Самуил вытащил подол рубашки из брюк, обнажив смуглую кожу живота, прилипшего к позвоночнику. По нему можно было изучать анатомию, у этого человека не наблюдалось мышц, вместо них были перевитые веревки, собранные в узлы и выпуклости на каркасе костей.
Накипь розового заката клубилась в его влажных глазах, и великое мщение раздирало рот торжествующей улыбкой.
– Я сложил деду руки, велел домашним готовиться к поминкам, повесил на грудь плакат. На картонке губной помадой жены, гораздо более яркой, чем кровь моего деда, я написал: «НКВД, ты убил моего деда, отдай мне моего отца. Он никогда не был шпионом и врагом народа».
Я прошел у здания НКВД дважды. Какой-то чин разглядывал меня из подъезда и смеялся, он позвал других. Они показывали на меня пальцем, крутили пальцем у виска и щелкали пальцем, делая вид, что стреляют. Потом они послали сотрудника проверить мои документы. Он страшно потел и волновался. Взяв мой паспорт, ушел в здание.
Я шел и тихо пел свадебную песню евреев. Это была моя свадьба со смертью, но вместо нее на торжество пришли другие, в белых халатах угрюмые люди.
Самуил привстал и деловито плюнул в лицо генералиссимуса, посмотрел, как текут по стеклу его старые, мутные слюни, остался доволен и стер подтеки рукавом рубашки.
– Меня отвезли в лечебницу. Там были здоровые люди, если судить по тем временам. Они не носили плакатов и портретов вождей, не занимались физкультурой.
Никто не пел гимнов и не писал доносов. Они тихо болели душой, и мне было среди них хорошо. Иногда они кидались драться, кусались, но это было по причине – не так посмотрел, не то сказал. Но они не пытались меня убить, а когда я начинал плакать, то плакали все. Они сострадали друг другу больше, чем там, на воле, среди здоровых людей.
Со мной беседовал врач, бородатый уголовник-упырь в пенсне, с мясистыми и оттопыренными ушами преступника. Он допытывался, зачем мне надо было ходить с плакатом, выдергивал у меня волосы и рассматривал пряди на свет лампы. Я молчал, тогда он вызывал санитаров, и они ставили меня под холодный душ.
Это очень больно, когда холодная вода выстреливает в тебя из узкого наконечника, бьет в пах, в живот, спину, лицо. Садист в халате оттопыривал губу и складывал на животе руки, ему были приятны моя нагота и корчи. Санитары «ухали» и старались ему угодить.
Я был здоров, и врач это понял сразу, но он не отдавал меня НКВД для того, чтобы услышать от меня хоть что-то.
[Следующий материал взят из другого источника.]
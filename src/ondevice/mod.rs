//! Collection that runs entirely on the device.
//!
//! A small shell script is pushed and run over one `adb shell` session; the host
//! only streams its output and pulls the CSV afterwards, so no adb round-trips
//! happen while the app is being measured.

pub mod parse;
pub mod script;

pub use parse::{parse_device_csv, parse_row, DeviceRow};
pub use script::device_script;

use crate::adb::{DeviceBridge, StreamEnd};
use crate::core::{Config, Result};
use crate::monitor::{resolve_pid, Recording, Shutdown};
use crate::ui::ConsoleUi;
use chrono::Local;
use std::path::{Path, PathBuf};

#[derive(Debug, Clone)]
pub struct OnDeviceSettings {
    pub duration_secs: u64,
    pub interval_secs: u64,
}

#[derive(Debug)]
pub struct DeviceCapture {
    pub recording: Recording,
    /// The pulled device CSV, inside the caller's work directory.
    pub raw_csv: PathBuf,
}

/// Pushes and runs the collector, then pulls and parses its CSV.
///
/// `workdir` holds the local copy of the script and the pulled CSV. Returns
/// `Ok(None)` when the app is not running or the device produced no file.
pub async fn collect<B: DeviceBridge>(
    bridge: &B,
    config: &Config,
    settings: &OnDeviceSettings,
    workdir: &Path,
    shutdown: &Shutdown,
) -> Result<Option<DeviceCapture>> {
    let Some(pid) = resolve_pid(bridge, &config.package).await? else {
        ConsoleUi::error(&format!("{} is not running", config.package));
        return Ok(None);
    };
    ConsoleUi::info(&format!("Found app PID: {pid}"));

    let script = device_script(
        &config.package,
        settings.duration_secs,
        settings.interval_secs,
        &config.device_output,
    );
    let local_script = workdir.join(config.device_script_name());
    std::fs::write(&local_script, script)?;
    bridge.push(&local_script, &config.device_script).await?;
    bridge
        .shell(&format!("chmod +x {}", config.device_script))
        .await?;

    ConsoleUi::info(&format!(
        "Running monitor on device for {} seconds...",
        settings.duration_secs
    ));
    ConsoleUi::info("(You can use the tablet normally - no ADB overhead during collection)");
    let end = bridge
        .run_streaming(&config.device_script, shutdown, &mut |line: &str| {
            ConsoleUi::device_line(line)
        })
        .await?;
    if end == StreamEnd::Interrupted {
        ConsoleUi::warn("Stopping...");
        if let Err(e) = bridge
            .shell(&format!("pkill -f {}", config.device_script_name()))
            .await
        {
            tracing::warn!(error = %e, "could not stop the device script");
        }
    }

    ConsoleUi::info("Pulling data from device...");
    let raw_csv = workdir.join("cpu_data.csv");
    if let Err(e) = bridge.pull(&config.device_output, &raw_csv).await {
        tracing::warn!(error = %e, "pull failed");
        ConsoleUi::warn(&format!("No data file found: {}", config.device_output));
        return Ok(None);
    }
    let text = std::fs::read_to_string(&raw_csv)?;
    let recording = parse_device_csv(&text, config.cores, Local::now().date_naive());
    Ok(Some(DeviceCapture { recording, raw_csv }))
}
Я молчал полгода. И первое слово, которое он услышал, это было слово: «Боже!» Я сказал его потому, что не мог не сказать – врач сообщил мне, что арестована жена, двое моих сыновей и тетка. Они тоже с плакатами пошли к зданию. Врач хихикал и вырывал мои волосы.
Самуил показал на животе большой косой шрам, начинающийся от выпуклого пупка и уходящий куда-то вниз.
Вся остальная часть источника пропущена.